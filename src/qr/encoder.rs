//! QR code encoder backed by the `qrcode` crate

use crate::error::Result;
use crate::qr::{FALLBACK_SCALE, QrEncoder, RasterSurface, RenderOptions};
use async_trait::async_trait;
use image::{GrayImage, Luma};
use qrcode::{Color, EcLevel, QrCode};
use std::fmt::Write as _;

const DARK: Luma<u8> = Luma([0]);
const LIGHT: Luma<u8> = Luma([255]);

/// QR code encoder
///
/// Modules are painted by hand rather than through `qrcode`'s renderers so
/// the output is exactly `width` pixels wide with a `margin`-module quiet zone
/// at any scale, including fractional ones.
pub struct QrcodeEncoder {
    /// Error correction level
    ecc_level: EcLevel,
}

impl QrcodeEncoder {
    /// Create a new QR encoder with default settings (Medium ECC)
    pub fn new() -> Self {
        Self {
            ecc_level: EcLevel::M,
        }
    }

    /// Create a new QR encoder with a specific error correction level
    pub fn with_ecc_level(ecc_level: EcLevel) -> Self {
        Self { ecc_level }
    }

    fn modules(&self, text: &str) -> Result<ModuleGrid> {
        let code = QrCode::with_error_correction_level(text.as_bytes(), self.ecc_level)?;

        Ok(ModuleGrid {
            size: code.width(),
            colors: code.to_colors(),
        })
    }

    /// Encode text into a grayscale image of `options.width` pixels
    pub fn render_image(&self, text: &str, options: RenderOptions) -> Result<GrayImage> {
        Ok(self.modules(text)?.rasterize(options))
    }

    /// Encode text into SVG markup
    pub fn render_svg(&self, text: &str, options: RenderOptions) -> Result<String> {
        Ok(self.modules(text)?.to_svg(options))
    }
}

impl Default for QrcodeEncoder {
    fn default() -> Self {
        Self::new()
    }
}

#[async_trait]
impl QrEncoder for QrcodeEncoder {
    async fn encode_to_surface(
        &self,
        surface: &mut RasterSurface,
        text: &str,
        options: RenderOptions,
    ) -> Result<()> {
        let image = self.render_image(text, options)?;
        tracing::trace!(
            width = image.width(),
            margin = options.margin,
            "QR code painted onto surface"
        );
        surface.replace(image);
        Ok(())
    }

    async fn encode_to_string(&self, text: &str, options: RenderOptions) -> Result<String> {
        self.render_svg(text, options)
    }
}

/// Square grid of dark/light modules, row-major
struct ModuleGrid {
    size: usize,
    colors: Vec<Color>,
}

impl ModuleGrid {
    fn is_dark(&self, row: usize, col: usize) -> bool {
        self.colors[row * self.size + col] == Color::Dark
    }

    /// Side length of the symbol plus both quiet zones, in modules
    fn outer_size(&self, margin: u32) -> f64 {
        self.size as f64 + 2.0 * margin as f64
    }

    /// Pixels per module and image side: stretch to exactly `width` when the
    /// symbol fits, otherwise fall back to a fixed scale.
    fn layout(&self, options: RenderOptions) -> (f64, u32) {
        let outer = self.outer_size(options.margin);
        if options.width as f64 >= outer {
            (options.width as f64 / outer, options.width)
        } else {
            (FALLBACK_SCALE, (outer * FALLBACK_SCALE).floor() as u32)
        }
    }

    fn rasterize(&self, options: RenderOptions) -> GrayImage {
        let (scale, side) = self.layout(options);
        let offset = options.margin as f64 * scale;
        let last = self.size - 1;

        let to_module = |px: u32| -> Option<usize> {
            let px = px as f64;
            if px < offset || px >= side as f64 - offset {
                return None;
            }
            Some((((px - offset) / scale).floor() as usize).min(last))
        };

        GrayImage::from_fn(side, side, |x, y| match (to_module(y), to_module(x)) {
            (Some(row), Some(col)) if self.is_dark(row, col) => DARK,
            _ => LIGHT,
        })
    }

    fn to_svg(&self, options: RenderOptions) -> String {
        let outer = self.size as u32 + 2 * options.margin;
        let mut path = String::new();

        for row in 0..self.size {
            let mut col = 0;
            while col < self.size {
                if !self.is_dark(row, col) {
                    col += 1;
                    continue;
                }
                let start = col;
                while col < self.size && self.is_dark(row, col) {
                    col += 1;
                }
                let x = start as u32 + options.margin;
                let y = row as u32 + options.margin;
                let _ = write!(path, "M{x} {y}.5h{}", col - start);
            }
        }

        format!(
            "<svg xmlns=\"http://www.w3.org/2000/svg\" width=\"{w}\" height=\"{w}\" \
             viewBox=\"0 0 {outer} {outer}\" shape-rendering=\"crispEdges\">\
             <path fill=\"#ffffff\" d=\"M0 0h{outer}v{outer}H0z\"/>\
             <path stroke=\"#000000\" d=\"{path}\"/></svg>\n",
            w = options.width,
        )
    }
}

#[cfg(test)]
mod tests {
    use super::*;
    use crate::error::Error;

    #[test]
    fn test_image_width_matches_request() {
        let encoder = QrcodeEncoder::new();
        // Byte-mode payloads landing on versions 1, 7 and 10 at EC level M.
        let cases = [
            ("Full Name: Sara".to_string(), 21),
            ("x".repeat(111), 45),
            ("x".repeat(200), 57),
        ];
        for (text, modules) in &cases {
            assert_eq!(encoder.modules(text).unwrap().size, *modules);
            for width in [128, 256, 512, 1024] {
                let image = encoder
                    .render_image(text, RenderOptions::with_width(width))
                    .unwrap();
                assert_eq!(image.dimensions(), (width, width), "{modules} modules");
            }
        }
    }

    #[test]
    fn test_version_7_keeps_symbol_inside_margins() {
        let encoder = QrcodeEncoder::new();
        let image = encoder
            .render_image(&"x".repeat(111), RenderOptions::with_width(512))
            .unwrap();
        // 45 modules + 4 margin: 512 / 49 is just over 10.4px per module.
        assert_eq!(image.get_pixel(21, 21), &DARK);
        assert_eq!(image.get_pixel(20, 20), &LIGHT);
        assert_eq!(image.get_pixel(492, 492), &LIGHT);
        assert_eq!(image.get_pixel(511, 511), &LIGHT);
    }

    #[test]
    fn test_quiet_margin_is_light() {
        let encoder = QrcodeEncoder::new();
        let image = encoder
            .render_image("margin check", RenderOptions::with_width(256))
            .unwrap();
        // 21 modules + 4 margin at 256px is > 10px per module, so 2 modules > 20px.
        for i in 0..256 {
            for edge in 0..20 {
                assert_eq!(image.get_pixel(i, edge), &LIGHT);
                assert_eq!(image.get_pixel(edge, i), &LIGHT);
            }
        }
    }

    #[test]
    fn test_top_left_finder_is_dark() {
        let encoder = QrcodeEncoder::new();
        let image = encoder
            .render_image("finder", RenderOptions::with_width(250))
            .unwrap();
        // Version 1: 25 modules outer, exactly 10px per module; margin ends at 20.
        assert_eq!(image.get_pixel(20, 20), &DARK);
        assert_eq!(image.get_pixel(19, 19), &LIGHT);
    }

    #[test]
    fn test_small_width_falls_back_to_fixed_scale() {
        let encoder = QrcodeEncoder::new();
        let image = encoder
            .render_image("tiny", RenderOptions::with_width(10))
            .unwrap();
        assert_eq!(image.width(), 25 * 4);
    }

    #[test]
    fn test_svg_dimensions_and_viewbox() {
        let encoder = QrcodeEncoder::new();
        let svg = encoder
            .render_svg("svg check", RenderOptions::with_width(512))
            .unwrap();
        assert!(svg.starts_with("<svg xmlns=\"http://www.w3.org/2000/svg\""));
        assert!(svg.contains("width=\"512\" height=\"512\""));
        assert!(svg.contains("viewBox=\"0 0 25 25\""));
        assert!(svg.contains("M2 2.5h7"), "finder pattern row missing: {svg}");
        assert!(svg.ends_with("</svg>\n"));
    }

    #[test]
    fn test_oversized_text_fails() {
        let encoder = QrcodeEncoder::new();
        let text = "x".repeat(4000);
        let err = encoder
            .render_image(&text, RenderOptions::with_width(256))
            .unwrap_err();
        assert!(matches!(err, Error::QrEncode(_)));
    }

    #[test]
    fn test_round_trip() {
        use crate::qr::QrDecoder;

        let encoder = QrcodeEncoder::new();
        let decoder = QrDecoder::new();

        let original = "Full Name: Sara\nEmail: \nPhone: \nBio: ";
        let image = encoder
            .render_image(original, RenderOptions::with_width(512))
            .unwrap();
        let decoded = decoder.decode_gray(&image).unwrap();

        assert_eq!(decoded, original);
    }
}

====

• Action item
Of the entries above, transcribe exactly those lines that fall between the line containing "fn rasterize(&self, options: RenderOptions)" and the line containing "let start = col;", together with those two lines.

• Solution
    fn rasterize(&self, options: RenderOptions) -> GrayImage {
        let (scale, side) = self.layout(options);
        let offset = options.margin as f64 * scale;
        let last = self.size - 1;

        let to_module = |px: u32| -> Option<usize> {
            let px = px as f64;
            if px < offset || px >= side as f64 - offset {
                return None;
            }
            Some((((px - offset) / scale).floor() as usize).min(last))
        };

        GrayImage::from_fn(side, side, |x, y| match (to_module(y), to_module(x)) {
            (Some(row), Some(col)) if self.is_dark(row, col) => DARK,
            _ => LIGHT,
        })
    }

    fn to_svg(&self, options: RenderOptions) -> String {
        let outer = self.size as u32 + 2 * options.margin;
        let mut path = String::new();

        for row in 0..self.size {
            let mut col = 0;
            while col < self.size {
                if !self.is_dark(row, col) {
                    col += 1;
                    continue;
                }
                let start = col;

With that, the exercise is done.